More than anyone else in the Navy, a captain needs feedback. Ironically, his position restricts his opportunity to receive advice and act on it. An effective tool for any captain, after taking the measure of his new command, is to formulate a plan with goals and milestones. Soliciting the opinions of his more experienced officers in the initial formulation of the plan will allow him the advantage of multiple viewpoints. Publishing his objectives and allowing for a means of assessment and feedback enable all hands to take ownership and participate intelligently. Commanding officers who have cultivated their peers, and whose superiors are approachable for informal discussions, are in an excellent position to assess their own performance. A captain who chooses to be relieved because he believes himself unable to perform his duties effectively demonstrates the highest standard of professional integrity.

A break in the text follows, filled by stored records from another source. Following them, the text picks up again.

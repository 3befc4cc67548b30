//! Catalog & interaction store contract.
//!
//! The relational catalog, its schema and its migrations are owned by the
//! listings platform. The engine only needs the narrow read/append surface
//! below; `PgCatalogStore` implements it over PostgreSQL + pgvector and
//! `InMemoryCatalogStore` over plain collections.

mod memory;
mod postgres;

pub use memory::InMemoryCatalogStore;
pub use postgres::PgCatalogStore;

use crate::error::Result;
use crate::models::{
    Event, Interaction, InteractionCount, InteractionEmbedding, InteractionType,
    RecommendationImpression, User,
};
use async_trait::async_trait;
use chrono::{DateTime, Utc};
use std::collections::HashMap;
use uuid::Uuid;

#[cfg_attr(test, mockall::automock)]
#[async_trait]
pub trait CatalogStore: Send + Sync {
    async fn fetch_user(&self, user_id: Uuid) -> Result<Option<User>>;

    async fn fetch_event(&self, event_id: Uuid) -> Result<Option<Event>>;

    /// Events matching every predicate of `query`, ordered and limited as requested.
    async fn query_events(&self, query: &EventQuery) -> Result<Vec<Event>>;

    /// Interaction counts grouped by (event, type); `None` means all history.
    async fn interaction_counts(
        &self,
        since: Option<DateTime<Utc>>,
    ) -> Result<Vec<InteractionCount>>;

    /// Raw interaction rows of the given types at or after `since`.
    async fn interactions_since(
        &self,
        since: DateTime<Utc>,
        kinds: &[InteractionType],
    ) -> Result<Vec<Interaction>>;

    /// A user's interactions joined with the embedding of the referenced event.
    /// Only events with a non-null embedding are returned.
    async fn user_interaction_embeddings(&self, user_id: Uuid)
        -> Result<Vec<InteractionEmbedding>>;

    async fn count_events(&self) -> Result<i64>;

    /// Category of each id that still exists in the catalog.
    async fn event_categories(&self, ids: &[Uuid]) -> Result<HashMap<Uuid, Option<Uuid>>>;

    /// Catalog-wide event counts grouped by `dimension`.
    async fn catalog_counts_by(&self, dimension: EventDimension) -> Result<HashMap<String, i64>>;

    /// Event counts grouped by `dimension`, restricted to `ids`.
    async fn counts_by_for_events(
        &self,
        dimension: EventDimension,
        ids: &[Uuid],
    ) -> Result<HashMap<String, i64>>;

    /// Impressions at or after `since`; `None` means the whole log.
    async fn impressions_since(
        &self,
        since: Option<DateTime<Utc>>,
    ) -> Result<Vec<RecommendationImpression>>;

    async fn append_impression(&self, impression: &RecommendationImpression) -> Result<()>;
}

/// Grouping key for catalog distribution queries.
#[derive(Debug, Clone, Copy, PartialEq, Eq, Hash)]
pub enum EventDimension {
    /// Venue neighborhood; events without one are not counted.
    Neighborhood,
    /// `PriceBucket` label; every event is counted.
    PriceBucket,
    /// Source name; events without a source are not counted.
    Source,
}

#[derive(Debug, Clone, PartialEq)]
pub enum EventOrder {
    StartsAt,
    /// Ascending cosine distance to the vector; events lacking an embedding sort last.
    DistanceTo(Vec<f32>),
}

/// Predicates for upcoming-event queries.
#[derive(Debug, Clone, PartialEq)]
pub struct EventQuery {
    pub starts_from: DateTime<Utc>,
    pub starts_until: Option<DateTime<Utc>>,
    /// Lower-cased category names.
    pub category_names: Vec<String>,
    pub category_id: Option<Uuid>,
    /// Keeps free events and events whose minimum price is at most this value.
    pub max_price_or_free: Option<f64>,
    pub neighborhood: Option<String>,
    pub free_only: bool,
    /// Lower-cased tags; an event matches when it carries any of them.
    pub any_tags: Vec<String>,
    pub only_ids: Option<Vec<Uuid>>,
    pub exclude_ids: Vec<Uuid>,
    pub require_embedding: bool,
    pub order: EventOrder,
    pub limit: usize,
}

impl EventQuery {
    /// Events starting at or after `now`.
    pub fn upcoming(now: DateTime<Utc>, limit: usize) -> Self {
        Self {
            starts_from: now,
            starts_until: None,
            category_names: Vec::new(),
            category_id: None,
            max_price_or_free: None,
            neighborhood: None,
            free_only: false,
            any_tags: Vec::new(),
            only_ids: None,
            exclude_ids: Vec::new(),
            require_embedding: false,
            order: EventOrder::StartsAt,
            limit,
        }
    }

    pub fn in_categories<I, S>(mut self, names: I) -> Self
    where
        I: IntoIterator<Item = S>,
        S: AsRef<str>,
    {
        self.category_names = names
            .into_iter()
            .map(|n| n.as_ref().to_lowercase())
            .collect();
        self
    }

    pub fn in_category(mut self, category_id: Uuid) -> Self {
        self.category_id = Some(category_id);
        self
    }

    pub fn affordable(mut self, max_price: f64) -> Self {
        self.max_price_or_free = Some(max_price);
        self
    }

    pub fn in_neighborhood(mut self, neighborhood: impl Into<String>) -> Self {
        self.neighborhood = Some(neighborhood.into());
        self
    }

    pub fn free_only(mut self) -> Self {
        self.free_only = true;
        self
    }

    pub fn with_any_tag<I, S>(mut self, tags: I) -> Self
    where
        I: IntoIterator<Item = S>,
        S: AsRef<str>,
    {
        self.any_tags = tags.into_iter().map(|t| t.as_ref().to_lowercase()).collect();
        self
    }

    /// Narrows the start window; never widens it past `upcoming`.
    pub fn within(mut self, from: DateTime<Utc>, until: DateTime<Utc>) -> Self {
        self.starts_from = self.starts_from.max(from);
        self.starts_until = Some(match self.starts_until {
            Some(existing) => existing.min(until),
            None => until,
        });
        self
    }

    pub fn only(mut self, ids: Vec<Uuid>) -> Self {
        self.only_ids = Some(ids);
        self
    }

    pub fn excluding(mut self, ids: impl IntoIterator<Item = Uuid>) -> Self {
        self.exclude_ids.extend(ids);
        self
    }

    pub fn with_embedding(mut self) -> Self {
        self.require_embedding = true;
        self
    }

    pub fn nearest_to(mut self, vector: Vec<f32>) -> Self {
        self.order = EventOrder::DistanceTo(vector);
        self
    }

    /// Whether `event` satisfies every predicate (ordering and limit excluded).
    pub fn matches(&self, event: &Event) -> bool {
        if event.starts_at < self.starts_from {
            return false;
        }
        if let Some(until) = self.starts_until {
            if event.starts_at > until {
                return false;
            }
        }
        if !self.category_names.is_empty() {
            let matched = event
                .category_name()
                .map(|name| self.category_names.contains(&name.to_lowercase()))
                .unwrap_or(false);
            if !matched {
                return false;
            }
        }
        if let Some(category_id) = self.category_id {
            if event.category_id() != Some(category_id) {
                return false;
            }
        }
        if let Some(max_price) = self.max_price_or_free {
            let affordable = event.is_free || event.price_min.map_or(false, |p| p <= max_price);
            if !affordable {
                return false;
            }
        }
        if let Some(neighborhood) = &self.neighborhood {
            let matched = event
                .neighborhood()
                .map(|n| n.to_lowercase() == neighborhood.to_lowercase())
                .unwrap_or(false);
            if !matched {
                return false;
            }
        }
        if self.free_only && !event.is_free {
            return false;
        }
        if !self.any_tags.is_empty()
            && !event
                .tags
                .iter()
                .any(|t| self.any_tags.contains(&t.to_lowercase()))
        {
            return false;
        }
        if let Some(ids) = &self.only_ids {
            if !ids.contains(&event.id) {
                return false;
            }
        }
        if self.exclude_ids.contains(&event.id) {
            return false;
        }
        if self.require_embedding && event.embedding.is_none() {
            return false;
        }
        true
    }
}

In this era when wars are short, sudden, and often only one battle long, ships' companies need excellent and honest leaders. The battles of tomorrow will not be listed in the history books with names like Trafalgar, Jutland, Coral Sea, and Midway. No songs will be sung and few novels will be written about this period; terrorist attacks and one-ship engagements will be of interest only to naval buffs and historians. The captain and his ship will be on distant stations and out of mind to his countrymen. He will be alone and literally on the tip of the spear. The captain will be most confident, capable, and effective when he and his crew are in synch.

Chief Quartermaster Hunt retired in 1983, after 20 years of service. While on active duty, he served as craftmaster of the New Bedford (IX-308), as well as on board the experimental hydrofoil Plainview (AGEH-1) and other destroyers, ammunition oilers, submarines, and assault craft. In combat, he served as a gunner and boat commander on river patrol boats and as leading petty officer on Swift boats. Shore tours included service on the staffs of Commander Naval Forces Marianas, Submarine Group San Francisco, and Great Lakes Training Center.